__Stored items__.

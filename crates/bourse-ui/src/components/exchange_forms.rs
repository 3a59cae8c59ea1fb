use bourse_types::{FormState, StockExchange, StockExchangeForm};
use leptos::prelude::*;

use crate::api::exchanges::{create_exchange, update_exchange};
use crate::components::form::{submit_form, FormModal, TextField};
use crate::components::toast::ToastContext;

fn exchange_fields(form: RwSignal<FormState<StockExchangeForm>>) -> impl IntoView {
    view! {
        <TextField
            form
            field="name"
            label="Name"
            read=|m: &StockExchangeForm| m.name.clone()
            write=|m: &mut StockExchangeForm, v: String| m.name = v
        />
        <TextField
            form
            field="description"
            label="Description"
            read=|m: &StockExchangeForm| m.description.clone()
            write=|m: &mut StockExchangeForm, v: String| m.description = v
        />
    }
}

#[component]
pub fn CreateExchangeModal(on_created: Callback<()>) -> impl IntoView {
    let form = RwSignal::new(FormState::new(StockExchangeForm::default()));
    let toasts = use_context::<ToastContext>();

    let submit = Callback::new(move |_| {
        submit_form(form, toasts, create_exchange, move |exchange: StockExchange| {
            if let Some(toasts) = toasts {
                toasts.success(format!("Stock exchange {} created successfully", exchange.name));
            }
            on_created.run(());
        });
    });

    view! {
        <button class="btn btn-primary" on:click=move |_| form.update(|f| f.open())>
            "Create stock exchange"
        </button>
        <FormModal
            form
            title="Create stock exchange"
            submit_label="Create"
            busy_label="Creating..."
            on_submit=submit
        >
            {exchange_fields(form)}
        </FormModal>
    }
}

/// Edits name and description; closing without saving restores the values
/// last loaded from the backend.
#[component]
pub fn UpdateExchangeModal(
    exchange: StockExchange,
    on_updated: Callback<StockExchange>,
) -> impl IntoView {
    let form = RwSignal::new(FormState::new(StockExchangeForm::from_exchange(&exchange)));
    let toasts = use_context::<ToastContext>();
    let exchangeId = exchange.stock_exchange_id.clone();

    let submit = Callback::new(move |_| {
        let exchangeId = exchangeId.clone();
        submit_form(
            form,
            toasts,
            move |request| update_exchange(exchangeId, request),
            move |updated: StockExchange| {
                form.update(|f| f.rebase(StockExchangeForm::from_exchange(&updated)));
                if let Some(toasts) = toasts {
                    toasts.success("Stock exchange updated successfully");
                }
                on_updated.run(updated);
            },
        );
    });

    view! {
        <button class="btn btn-secondary" on:click=move |_| form.update(|f| f.open())>
            "Edit"
        </button>
        <FormModal
            form
            title="Update stock exchange"
            submit_label="Save"
            busy_label="Saving..."
            on_submit=submit
        >
            {exchange_fields(form)}
        </FormModal>
    }
}
use bourse_types::{Page, PageQuery, Stock, StockExchange, StockExchangeRequest, StockIdsRequest};
use reqwest::Method;
use tracing::info;

use crate::client::{read_data, read_empty, BackendClient, RequestContext};
use crate::error::ClientError;

const RESOURCE: &str = "stockExchange";

pub async fn list(
    client: &BackendClient,
    ctx: &RequestContext,
    query: &PageQuery,
) -> Result<Page<StockExchange>, ClientError> {
    let response = client
        .send::<()>(ctx, Method::GET, &[RESOURCE], Some(query), None)
        .await?;
    read_data(response, "Failed to fetch stock exchanges").await
}

pub async fn get(
    client: &BackendClient,
    ctx: &RequestContext,
    exchangeId: &str,
) -> Result<StockExchange, ClientError> {
    let response = client
        .send::<()>(ctx, Method::GET, &[RESOURCE, exchangeId], None, None)
        .await?;
    read_data(response, "Failed to fetch stock exchange").await
}

pub async fn create(
    client: &BackendClient,
    ctx: &RequestContext,
    request: &StockExchangeRequest,
) -> Result<StockExchange, ClientError> {
    let response = client
        .send(ctx, Method::POST, &[RESOURCE], None, Some(request))
        .await?;
    read_data(response, "Failed to create stock exchange").await
}

pub async fn update(
    client: &BackendClient,
    ctx: &RequestContext,
    exchangeId: &str,
    request: &StockExchangeRequest,
) -> Result<StockExchange, ClientError> {
    let response = client
        .send(ctx, Method::PUT, &[RESOURCE, exchangeId], None, Some(request))
        .await?;
    read_data(response, "Failed to update stock exchange").await
}

pub async fn delete(
    client: &BackendClient,
    ctx: &RequestContext,
    exchangeId: &str,
) -> Result<(), ClientError> {
    let response = client
        .send::<()>(ctx, Method::DELETE, &[RESOURCE, exchangeId], None, None)
        .await?;
    read_empty(response, "Failed to delete stock exchange").await
}

/// Stocks listed on the exchange.
pub async fn stocks_in(
    client: &BackendClient,
    ctx: &RequestContext,
    exchangeId: &str,
    query: &PageQuery,
) -> Result<Page<Stock>, ClientError> {
    let response = client
        .send::<()>(ctx, Method::GET, &[RESOURCE, exchangeId, "stocks"], Some(query), None)
        .await?;
    read_data(response, "Failed to fetch stocks in exchange").await
}

/// Stocks that could still be added to the exchange.
pub async fn stocks_not_in(
    client: &BackendClient,
    ctx: &RequestContext,
    exchangeId: &str,
    query: &PageQuery,
) -> Result<Page<Stock>, ClientError> {
    let response = client
        .send::<()>(
            ctx,
            Method::GET,
            &[RESOURCE, exchangeId, "stocks", "not-listed"],
            Some(query),
            None,
        )
        .await?;
    read_data(response, "Failed to fetch stocks not in exchange").await
}

pub async fn add_stocks(
    client: &BackendClient,
    ctx: &RequestContext,
    exchangeId: &str,
    stockIds: Vec<String>,
) -> Result<(), ClientError> {
    let count = stockIds.len();
    let body = StockIdsRequest { stock_ids: stockIds };
    let response = client
        .send(ctx, Method::POST, &[RESOURCE, exchangeId, "stocks"], None, Some(&body))
        .await?;
    read_empty(response, "Failed to add stocks to exchange").await?;
    info!("listed {count} stocks on exchange {exchangeId}");
    Ok(())
}

pub async fn remove_stocks(
    client: &BackendClient,
    ctx: &RequestContext,
    exchangeId: &str,
    stockIds: Vec<String>,
) -> Result<(), ClientError> {
    let count = stockIds.len();
    let body = StockIdsRequest { stock_ids: stockIds };
    let response = client
        .send(ctx, Method::DELETE, &[RESOURCE, exchangeId, "stocks"], None, Some(&body))
        .await?;
    read_empty(response, "Failed to remove stocks from exchange").await?;
    info!("delisted {count} stocks from exchange {exchangeId}");
    Ok(())
}
use std::collections::BTreeSet;

use crate::failure::ApiFailure;
use crate::page::{Page, PageQuery};

pub const PAGE_SIZE_CHOICES: [u32; 4] = [5, 10, 20, 50];

#[derive(Clone, Debug, PartialEq, Eq)]
pub enum LoadPhase {
    Idle,
    Loading,
    Loaded,
    Errored(String),
}

/// Issued when a load starts; handed back together with its result.
#[derive(Clone, Debug, PartialEq, Eq)]
pub struct LoadTicket {
    pub seq: u64,
    pub scope: Option<String>,
    pub query: PageQuery,
}

#[derive(Clone, Debug, PartialEq, Eq)]
pub enum LoadOutcome {
    Applied,
    /// The page index was past the end and has been pulled back; the caller
    /// must load again.
    Clamped,
    /// The response belongs to a scope that is no longer displayed.
    Discarded,
    Failed(ApiFailure),
}

/// Ids checked in a bulk-membership table.
#[derive(Clone, Debug, Default, PartialEq, Eq)]
pub struct Selection {
    ids: BTreeSet<String>,
}

impl Selection {
    pub fn toggle(&mut self, id: &str, checked: bool) {
        if checked {
            self.ids.insert(id.to_string());
        } else {
            self.ids.remove(id);
        }
    }

    pub fn contains(&self, id: &str) -> bool {
        self.ids.contains(id)
    }

    pub fn len(&self) -> usize {
        self.ids.len()
    }

    pub fn is_empty(&self) -> bool {
        self.ids.is_empty()
    }

    pub fn clear(&mut self) {
        self.ids.clear();
    }

    pub fn ids(&self) -> Vec<String> {
        self.ids.iter().cloned().collect()
    }
}

/// Local state of one paginated table.
///
/// Every mutator that changes what should be on screen returns `true` when a
/// reload is needed; the owning component issues it with [`begin_load`].
///
/// [`begin_load`]: TableState::begin_load
#[derive(Clone, Debug, PartialEq)]
pub struct TableState<T> {
    page: u32,
    size: u32,
    sort_by: Option<String>,
    scope: Option<String>,
    rows: Vec<T>,
    total_pages: u32,
    total_elements: u64,
    phase: LoadPhase,
    selection: Selection,
    seq: u64,
}

impl<T> TableState<T> {
    pub fn new(size: u32) -> Self {
        Self {
            page: 0,
            size: size.max(1),
            sort_by: None,
            scope: None,
            rows: Vec::new(),
            total_pages: 0,
            total_elements: 0,
            phase: LoadPhase::Idle,
            selection: Selection::default(),
            seq: 0,
        }
    }

    pub fn scoped(size: u32, scope: impl Into<String>) -> Self {
        let mut state = Self::new(size);
        state.scope = Some(scope.into());
        state
    }

    pub fn sorted_by(mut self, field: impl Into<String>) -> Self {
        self.sort_by = Some(field.into());
        self
    }

    pub fn page(&self) -> u32 {
        self.page
    }

    pub fn size(&self) -> u32 {
        self.size
    }

    pub fn scope(&self) -> Option<&str> {
        self.scope.as_deref()
    }

    pub fn rows(&self) -> &[T] {
        &self.rows
    }

    pub fn total_pages(&self) -> u32 {
        self.total_pages
    }

    pub fn total_elements(&self) -> u64 {
        self.total_elements
    }

    pub fn phase(&self) -> &LoadPhase {
        &self.phase
    }

    pub fn is_loading(&self) -> bool {
        self.phase == LoadPhase::Loading
    }

    pub fn selection(&self) -> &Selection {
        &self.selection
    }

    pub fn has_previous(&self) -> bool {
        self.page > 0
    }

    pub fn has_next(&self) -> bool {
        self.page + 1 < self.total_pages
    }

    /// "Showing page N of M", never "of 0".
    pub fn caption(&self) -> String {
        format!(
            "Showing page {} of {}",
            self.page + 1,
            self.total_pages.max(1)
        )
    }

    /// 1-based range of the rows on screen, `None` when there are none.
    pub fn row_range(&self) -> Option<(u64, u64)> {
        if self.rows.is_empty() || self.total_elements == 0 {
            return None;
        }
        let first = u64::from(self.page) * u64::from(self.size) + 1;
        let last = ((u64::from(self.page) + 1) * u64::from(self.size)).min(self.total_elements);
        Some((first, last))
    }

    /// 1-based number of the row at `index` on the current page.
    pub fn row_number(&self, index: usize) -> u64 {
        u64::from(self.page) * u64::from(self.size) + index as u64 + 1
    }

    pub fn begin_load(&mut self) -> LoadTicket {
        self.seq += 1;
        self.phase = LoadPhase::Loading;
        LoadTicket {
            seq: self.seq,
            scope: self.scope.clone(),
            query: PageQuery {
                sort_by: self.sort_by.clone(),
                ..PageQuery::new(self.page, self.size)
            },
        }
    }

    /// Applies the result of a load. Responses are applied in the order they
    /// resolve; only a change of scope makes an older response obsolete.
    pub fn apply(&mut self, ticket: &LoadTicket, result: Result<Page<T>, ApiFailure>) -> LoadOutcome {
        if ticket.scope != self.scope {
            return LoadOutcome::Discarded;
        }

        match result {
            Ok(page) => {
                self.rows = page.content;
                self.total_pages = page.total_pages;
                self.total_elements = page.total_elements;
                self.phase = LoadPhase::Loaded;

                if self.page > 0 && self.page >= self.total_pages {
                    self.page = self.total_pages.saturating_sub(1);
                    self.selection.clear();
                    return LoadOutcome::Clamped;
                }
                LoadOutcome::Applied
            }
            Err(failure) => {
                self.rows.clear();
                self.total_pages = 0;
                self.total_elements = 0;
                self.phase = LoadPhase::Errored(failure.message.clone());
                LoadOutcome::Failed(failure)
            }
        }
    }

    pub fn set_page(&mut self, page: u32) -> bool {
        if page == self.page {
            return false;
        }
        self.page = page;
        self.selection.clear();
        true
    }

    pub fn next_page(&mut self) -> bool {
        if !self.has_next() {
            return false;
        }
        self.set_page(self.page + 1)
    }

    pub fn previous_page(&mut self) -> bool {
        if !self.has_previous() {
            return false;
        }
        self.set_page(self.page - 1)
    }

    /// Changing the page size restarts at the first page and drops the
    /// selection.
    pub fn set_size(&mut self, size: u32) -> bool {
        let size = size.max(1);
        self.selection.clear();
        if size == self.size && self.page == 0 {
            return false;
        }
        self.size = size;
        self.page = 0;
        true
    }

    pub fn set_scope(&mut self, scope: impl Into<String>) -> bool {
        let scope = Some(scope.into());
        if scope == self.scope {
            return false;
        }
        self.scope = scope;
        self.page = 0;
        self.rows.clear();
        self.selection.clear();
        true
    }

    pub fn clear_selection(&mut self) {
        self.selection.clear();
    }
}

impl<T> TableState<T> {
    pub fn toggle_row(&mut self, id: &str, checked: bool) {
        self.selection.toggle(id, checked);
    }

    /// Select-all covers exactly the rows of the current page.
    pub fn toggle_all(&mut self, checked: bool, id_of: impl Fn(&T) -> String) {
        self.selection.clear();
        if checked {
            for row in &self.rows {
                self.selection.toggle(&id_of(row), true);
            }
        }
    }

    pub fn all_selected(&self, id_of: impl Fn(&T) -> String) -> bool {
        !self.rows.is_empty()
            && self.selection.len() == self.rows.len()
            && self.rows.iter().all(|r| self.selection.contains(&id_of(r)))
    }
}
pub mod dashboard;
pub mod exchange_detail;
pub mod login;
pub mod register;
pub mod stock_detail;

use bourse_types::ApiFailure;
use leptos::prelude::*;
use leptos_router::components::{Redirect, A};

use crate::session::LOGIN_PATH;

/// What a detail page shows when its entity could not be loaded.
fn unavailable(failure: ApiFailure, what: &'static str) -> AnyView {
    if failure.is_unauthorized() {
        return view! { <Redirect path=LOGIN_PATH /> }.into_any();
    }
    view! {
        <div class="card not-found">
            <h2>{format!("{what} not found")}</h2>
            <p class="cell-muted">{failure.message}</p>
            <A href="/dashboard">"Back to dashboard"</A>
        </div>
    }
    .into_any()
}

fn loading(text: &'static str) -> impl IntoView {
    view! {
        <div class="loading">
            <div class="spinner"></div>
            {text}
        </div>
    }
}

__Problem statement__. Show every line of the data that includes the string "IntoView".

__Written solution__.
fn exchange_fields(form: RwSignal<FormState<StockExchangeForm>>) -> impl IntoView {
pub fn CreateExchangeModal(on_created: Callback<()>) -> impl IntoView {
) -> impl IntoView {
fn loading(text: &'static str) -> impl IntoView {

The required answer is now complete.